Bartholomew was in constant contact with Fr. Alex Karloutsos. He even visited the artful cleric privately in his New Rochelle home, passing through New York on his way to Canada. A few days later, Fr. Karloutsos appeared on the scene in Toronto where he had another private meeting with the Patriarch. There could be no doubt: these meetings signaled a fateful shift in the relationship between the Ecumenical Patriarch and the Archbishop of America. (...)

Hostility on the horizon

On June 2, Spyridon and Bartholomew met in the VIP lounge of Turkish Airlines Turk Hava Yollari when the latter was returning to Constantinople by way of New York's JFK Airport. Once the Phanar's favorite son, the Archbishop now detected coolness, even hostility in the Patriarch's manner. "Your friends say that I do not dare. Tell them that Bartholomew dares... And do not think this has to do with money," the Patriarch admonished Spyridon. Startled, the Archbishop demanded an explanation but none was forthcoming.

A few weeks later, in September, Spyridon felt completely isolated at the Synaxis of Ruling Hierarchs of the Ecumenical Throne in Constantinople. At a meeting of the Committee for the Throne's Eparchies, he looked on stoically while Bartholomew recited a litany of grievances against him; then he offered his resignation. (...)

A flurry of attacks followed in that adverse fall of 1998.

Though it looked now as if the Patriarch supported Spyridon in his struggle with the Metropolitans, in a private discussion in the Patriarchal Office with Metropolitan Ioakeim of Chalcedon present, he asked for his Exarch's signed resignation:

Spyridon in his younger years: With his brother Manuel - At Halki playing ping-pong, 1964.

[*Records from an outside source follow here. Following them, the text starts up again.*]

//! Domain error types.

use thiserror::Error;

/// Top-level domain error type.
#[derive(Debug, Error)]
pub enum DomainError {
    /// An aggregate was not found.
    #[error("aggregate not found: {0}")]
    AggregateNotFound(String),

    /// A creation command targeted an aggregate that already has history.
    #[error("aggregate already exists: {0}")]
    AggregateAlreadyExists(String),

    /// Optimistic concurrency conflict.
    #[error("concurrency conflict on aggregate {aggregate_id}: expected version {expected}, found {actual}")]
    ConcurrencyConflict {
        /// The aggregate that had the conflict.
        aggregate_id: String,
        /// The expected version.
        expected: i64,
        /// The actual version found.
        actual: i64,
    },

    /// A required command field is missing or malformed.
    #[error("validation error: {0}")]
    Validation(String),

    /// The article is already present in the cart.
    #[error("article {article} is already in cart {cart_id}")]
    DuplicateArticle {
        /// The cart that rejected the article.
        cart_id: String,
        /// The article that was already present.
        article: String,
    },

    /// An infrastructure/persistence error.
    #[error("infrastructure error: {0}")]
    Infrastructure(String),
}

impl DomainError {
    /// Returns `true` for errors caused by the caller's input; retrying the
    /// same command unchanged will fail the same way.
    #[must_use]
    pub fn is_rejection(&self) -> bool {
        matches!(
            self,
            Self::AggregateNotFound(_)
                | Self::AggregateAlreadyExists(_)
                | Self::Validation(_)
                | Self::DuplicateArticle { .. }
        )
    }
}
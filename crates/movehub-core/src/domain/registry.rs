//! Port registry: which device type is currently attached to which port.
//!
//! Sensor-data frames carry no description of their payload.  The decoder
//! learns the shape from the device type most recently reported for the
//! port, so the registry must track attach and detach events exactly:
//! a port is present if and only if its latest attach has not been followed
//! by a detach.

use std::collections::HashMap;

use tracing::trace;

use crate::protocol::messages::{DeviceType, Notification, Port, RegistryUpdate};

/// Live port → device-type table.
///
/// All mutation goes through [`upsert`](Self::upsert) and
/// [`remove`](Self::remove).
///
/// # Examples
///
/// ```rust
/// use movehub_core::{DeviceType, Port, PortRegistry};
///
/// let mut registry = PortRegistry::new();
/// registry.upsert(Port::D, DeviceType::ExternalMotor);
/// assert_eq!(registry.lookup(Port::D), Some(DeviceType::ExternalMotor));
/// registry.remove(Port::D);
/// assert_eq!(registry.lookup(Port::D), None);
/// ```
#[derive(Debug, Clone, Default, PartialEq, Eq)]
pub struct PortRegistry {
    ports: HashMap<Port, DeviceType>,
}

impl PortRegistry {
    /// Creates an empty registry.
    pub fn new() -> Self {
        Self::default()
    }

    /// Maps `port` to `device_type`, replacing any previous mapping.
    ///
    /// Both are stored in canonical form, so a `Port::Other` or
    /// `DeviceType::Other` carrying a named wire byte is kept as the named
    /// variant.  Returns the previous device type, if there was one.
    pub fn upsert(&mut self, port: Port, device_type: DeviceType) -> Option<DeviceType> {
        let port = Port::from_u8(port.as_u8());
        let device_type = DeviceType::from_u8(device_type.as_u8());
        self.ports.insert(port, device_type)
    }

    /// Clears the mapping for `port`.  Removing an unmapped port is a no-op.
    pub fn remove(&mut self, port: Port) -> Option<DeviceType> {
        self.ports.remove(&port)
    }

    /// Returns the device type attached to `port`.
    pub fn lookup(&self, port: Port) -> Option<DeviceType> {
        self.ports.get(&port).copied()
    }

    pub fn len(&self) -> usize {
        self.ports.len()
    }

    pub fn is_empty(&self) -> bool {
        self.ports.is_empty()
    }

    /// Iterates over all current mappings in no particular order.
    pub fn iter(&self) -> impl Iterator<Item = (Port, DeviceType)> + '_ {
        self.ports.iter().map(|(port, device_type)| (*port, *device_type))
    }

    /// Applies the registry change carried by `notification`.
    ///
    /// Returns `true` if the notification was an attach or detach event.
    pub fn apply(&mut self, notification: &Notification) -> bool {
        match notification.registry_update() {
            Some(RegistryUpdate::Upsert(port, device_type)) => {
                trace!(%port, ?device_type, "port attached");
                self.upsert(port, device_type);
                true
            }
            Some(RegistryUpdate::Remove(port)) => {
                trace!(%port, "port detached");
                self.remove(port);
                true
            }
            None => false,
        }
    }
}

"I want to have it available here in my drawer should the opportunity arise so you do not wake up as former Archbishop of America one morning," the Patriarch warned.

To ease the atmosphere after Bartholomew's ultimatum, former Halki classmate, Metropolitan Ioakeim of Chalcedon, himself a spiritual child of Meliton of Chalcedon, advised Spyridon that instead of tendering his resignation immediately, he should wait to see what would happen. (...)

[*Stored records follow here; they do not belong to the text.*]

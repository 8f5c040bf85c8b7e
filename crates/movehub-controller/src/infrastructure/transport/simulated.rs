//! In-memory hub that speaks the frame protocol without a radio.
//!
//! `SimulatedHub` stands in for a real wireless adapter.  It:
//!
//! - accepts a connection only for the hub service UUID,
//! - announces its name and every configured device as attach frames when
//!   notifications are enabled,
//! - records every written frame so tests can inspect exactly what was sent,
//! - tracks motor positions and, for ports that were subscribed, answers
//!   motor commands with a sensor frame carrying the new position.
//!
//! Set `fail_sends` to make every write fail, for exercising error paths.

use std::collections::{HashMap, HashSet};
use std::sync::atomic::{AtomicBool, Ordering};
use std::sync::Mutex;

use async_trait::async_trait;
use movehub_core::protocol::messages::{
    command_ids, notification_types, DIRECT_WRITE_MODE, MSG_DIRECT_COMMAND, MSG_SUBSCRIBE,
};
use movehub_core::{DeviceType, Port, SERVICE_UUID};
use tokio::sync::mpsc;
use tracing::{debug, warn};
use uuid::Uuid;

use crate::application::transport::{HubTransport, TransportError};

/// Capacity of the inbound frame channel.
const INBOUND_CAPACITY: usize = 128;

/// Name reported in the device-info frame.
const DEFAULT_NAME: &str = "LEGO Move Hub";

/// Longest name that fits a device-info frame behind its 5-byte header.
pub const MAX_NAME_LEN: usize = u8::MAX as usize - 5;

/// A software hub implementing [`HubTransport`].
pub struct SimulatedHub {
    name: String,
    devices: Vec<(Port, DeviceType)>,
    /// Every frame passed to `send`, in order.
    pub sent: Mutex<Vec<Vec<u8>>>,
    /// When `true`, every `send` fails with [`TransportError::SendFailed`].
    pub fail_sends: AtomicBool,
    connected: AtomicBool,
    inbound: Mutex<Option<mpsc::Sender<Vec<u8>>>>,
    subscribed: Mutex<HashSet<u8>>,
    positions: Mutex<HashMap<u8, i32>>,
}

impl SimulatedHub {
    /// Creates a hub reporting `devices` as attached.  [`Port::AB`] is
    /// announced as a group of A and B.
    pub fn new(devices: Vec<(Port, DeviceType)>) -> Self {
        Self {
            name: DEFAULT_NAME.to_string(),
            devices,
            sent: Mutex::new(Vec::new()),
            fail_sends: AtomicBool::new(false),
            connected: AtomicBool::new(false),
            inbound: Mutex::new(None),
            subscribed: Mutex::new(HashSet::new()),
            positions: Mutex::new(HashMap::new()),
        }
    }

    /// The device set of a stock hub: two built-in motors and their group,
    /// LED, tilt sensor, a color/distance sensor on C and a motor on D.
    pub fn move_hub() -> Self {
        Self::new(vec![
            (Port::A, DeviceType::InternalMotor),
            (Port::B, DeviceType::InternalMotor),
            (Port::AB, DeviceType::InternalMotor),
            (Port::Led, DeviceType::Led),
            (Port::Tilt, DeviceType::TiltSensor),
            (Port::C, DeviceType::DistanceColorSensor),
            (Port::D, DeviceType::ExternalMotor),
        ])
    }

    /// Overrides the reported hub name.
    pub fn with_name(mut self, name: impl Into<String>) -> Self {
        self.name = name.into();
        self
    }

    /// Returns a copy of every frame written so far.
    pub fn sent_frames(&self) -> Vec<Vec<u8>> {
        self.sent.lock().unwrap_or_else(|e| e.into_inner()).clone()
    }

    /// Pushes `frame` to the controller as if the hub had sent it.
    ///
    /// # Errors
    ///
    /// Returns [`TransportError::Closed`] when notifications are not enabled
    /// or the inbound channel is full.
    pub fn inject(&self, frame: Vec<u8>) -> Result<(), TransportError> {
        let guard = self.inbound.lock().unwrap_or_else(|e| e.into_inner());
        let sender = guard.as_ref().ok_or(TransportError::Closed)?;
        sender.try_send(frame).map_err(|e| {
            warn!("simulated hub dropped inbound frame: {e}");
            TransportError::Closed
        })
    }

    /// Reports a device attached to `port`.
    pub fn attach(&self, port: Port, device_type: DeviceType) -> Result<(), TransportError> {
        self.inject(attach_frame(port, device_type))
    }

    /// Reports the device on `port` as removed.
    pub fn detach(&self, port: Port) -> Result<(), TransportError> {
        self.inject(detach_frame(port))
    }

    /// Current simulated position of the motor on `port`, in degrees.
    pub fn position(&self, port: Port) -> i32 {
        let positions = self.positions.lock().unwrap_or_else(|e| e.into_inner());
        positions.get(&port.as_u8()).copied().unwrap_or(0)
    }

    /// Reacts to one outbound frame.
    fn process(&self, frame: &[u8]) {
        if frame.len() < 4 {
            return;
        }
        let port = frame[3];
        match frame[2] {
            MSG_SUBSCRIBE => {
                self.subscribed
                    .lock()
                    .unwrap_or_else(|e| e.into_inner())
                    .insert(port);
            }
            MSG_DIRECT_COMMAND if frame.len() >= 6 && frame[4] == DIRECT_WRITE_MODE => {
                if let Some((targets, delta)) = motor_motion(port, &frame[5..]) {
                    for (target, degrees) in targets.into_iter().zip(delta) {
                        self.advance(target, degrees);
                    }
                }
            }
            _ => {}
        }
    }

    /// Moves the motor on `port` and reports the new angle if subscribed.
    fn advance(&self, port: u8, degrees: i32) {
        let angle = {
            let mut positions = self.positions.lock().unwrap_or_else(|e| e.into_inner());
            let angle = positions.entry(port).or_insert(0);
            *angle = angle.wrapping_add(degrees);
            *angle
        };
        let subscribed = self
            .subscribed
            .lock()
            .unwrap_or_else(|e| e.into_inner())
            .contains(&port);
        if subscribed {
            debug!(port, angle, "simulated motor moved");
            if let Err(e) = self.inject(motor_sensor_frame(Port::from_u8(port), angle)) {
                debug!(port, "motor report not delivered: {e}");
            }
        }
    }
}

#[async_trait]
impl HubTransport for SimulatedHub {
    async fn connect(&self, service: Uuid) -> Result<(), TransportError> {
        if service != SERVICE_UUID {
            return Err(TransportError::ConnectFailed(format!(
                "no peripheral advertises service {service}"
            )));
        }
        self.connected.store(true, Ordering::SeqCst);
        Ok(())
    }

    async fn send(&self, frame: &[u8]) -> Result<(), TransportError> {
        if !self.connected.load(Ordering::SeqCst) {
            return Err(TransportError::Closed);
        }
        if self.fail_sends.load(Ordering::SeqCst) {
            return Err(TransportError::SendFailed("simulated write failure".to_string()));
        }
        self.sent
            .lock()
            .unwrap_or_else(|e| e.into_inner())
            .push(frame.to_vec());
        self.process(frame);
        Ok(())
    }

    async fn enable_notifications(&self) -> Result<mpsc::Receiver<Vec<u8>>, TransportError> {
        if !self.connected.load(Ordering::SeqCst) {
            return Err(TransportError::SubscribeFailed("not connected".to_string()));
        }
        let (tx, rx) = mpsc::channel(INBOUND_CAPACITY);
        *self.inbound.lock().unwrap_or_else(|e| e.into_inner()) = Some(tx);

        self.inject(name_frame(&self.name))?;
        for (port, device_type) in &self.devices {
            let frame = if *port == Port::AB {
                group_frame(*port, *device_type, Port::A, Port::B)
            } else {
                attach_frame(*port, *device_type)
            };
            self.inject(frame)?;
        }
        Ok(rx)
    }

    async fn disconnect(&self) -> Result<(), TransportError> {
        self.connected.store(false, Ordering::SeqCst);
        self.inbound.lock().unwrap_or_else(|e| e.into_inner()).take();
        Ok(())
    }
}

/// Decodes a motor command body (starting at the command id) into the ports
/// it moves and the signed number of degrees for each.
///
/// Timed commands move `time_ms * power / 100` degrees; angle commands move
/// `angle` degrees in the direction of the power sign.
fn motor_motion(port: u8, body: &[u8]) -> Option<(Vec<u8>, Vec<i32>)> {
    let pair = vec![Port::A.as_u8(), Port::B.as_u8()];
    match *body.first()? {
        command_ids::MOTOR_FOR_TIME if body.len() >= 4 => {
            let time = i32::from(u16::from_le_bytes([body[1], body[2]]));
            Some((vec![port], vec![time * i32::from(body[3] as i8) / 100]))
        }
        command_ids::MOTOR_PAIR_FOR_TIME if body.len() >= 5 => {
            let time = i32::from(u16::from_le_bytes([body[1], body[2]]));
            let a = time * i32::from(body[3] as i8) / 100;
            let b = time * i32::from(body[4] as i8) / 100;
            Some((pair, vec![a, b]))
        }
        command_ids::MOTOR_TO_ANGLE if body.len() >= 6 => {
            let angle = u32::from_le_bytes([body[1], body[2], body[3], body[4]]) as i32;
            Some((vec![port], vec![angle.wrapping_mul(i32::from((body[5] as i8).signum()))]))
        }
        command_ids::MOTOR_PAIR_TO_ANGLE if body.len() >= 7 => {
            let angle = u32::from_le_bytes([body[1], body[2], body[3], body[4]]) as i32;
            let a = angle.wrapping_mul(i32::from((body[5] as i8).signum()));
            let b = angle.wrapping_mul(i32::from((body[6] as i8).signum()));
            Some((pair, vec![a, b]))
        }
        _ => None,
    }
}

// ── Inbound frame builders ────────────────────────────────────────────────────

/// Device-info frame carrying the hub name, cut to [`MAX_NAME_LEN`] bytes so
/// the length byte cannot overflow.
pub fn name_frame(name: &str) -> Vec<u8> {
    let name = name.as_bytes();
    let mut frame = vec![0x00, 0x00, notification_types::DEVICE_INFO, 0x01, 0x06];
    frame.extend_from_slice(&name[..name.len().min(MAX_NAME_LEN)]);
    frame[0] = frame.len() as u8;
    frame
}

/// Port-info frame reporting `device_type` attached to `port`.
pub fn attach_frame(port: Port, device_type: DeviceType) -> Vec<u8> {
    vec![
        0x06,
        0x00,
        notification_types::PORT_INFO,
        port.as_u8(),
        0x01,
        device_type.as_u8(),
    ]
}

/// Port-info frame reporting `port` as a group of `first` and `second`.
pub fn group_frame(port: Port, device_type: DeviceType, first: Port, second: Port) -> Vec<u8> {
    vec![
        0x09,
        0x00,
        notification_types::PORT_INFO,
        port.as_u8(),
        0x02,
        device_type.as_u8(),
        0x00,
        first.as_u8(),
        second.as_u8(),
    ]
}

/// Port-info frame reporting the device on `port` as removed.
pub fn detach_frame(port: Port) -> Vec<u8> {
    vec![0x05, 0x00, notification_types::PORT_INFO, port.as_u8(), 0x00]
}

/// Sensor-data frame carrying a motor angle.
pub fn motor_sensor_frame(port: Port, angle: i32) -> Vec<u8> {
    let mut frame = vec![0x09, 0x00, notification_types::SENSOR_DATA, port.as_u8(), 0x00];
    frame.extend_from_slice(&angle.to_le_bytes());
    frame
}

Two months later, Ioakeim phoned Spyridon and told him it was time to send the Patriarch his resignation without further ado...

For the Archbishop, however, it was like "a voice of one crying in the wilderness." He had decided that in the future the only dignified position to take with the Phanar would be "if you want it, come and get it." When Spyridon thought about the plotting and scheming that had gone on over the past year, he was convinced that the people huddling behind closed doors and managing the war from the East would have to bear full responsibility for his removal from the Throne.

He would perform his duty until the end even if it meant waking up one morning as the "former Archbishop of America," as he had been threatened.

[ Translated from Greek ]

[ Κυριακάτικη Ελευθεροτυπία - December 10, 2000 - pp. 68-69 ]
[ Ε-ONLINE - - December 10, 2000 ]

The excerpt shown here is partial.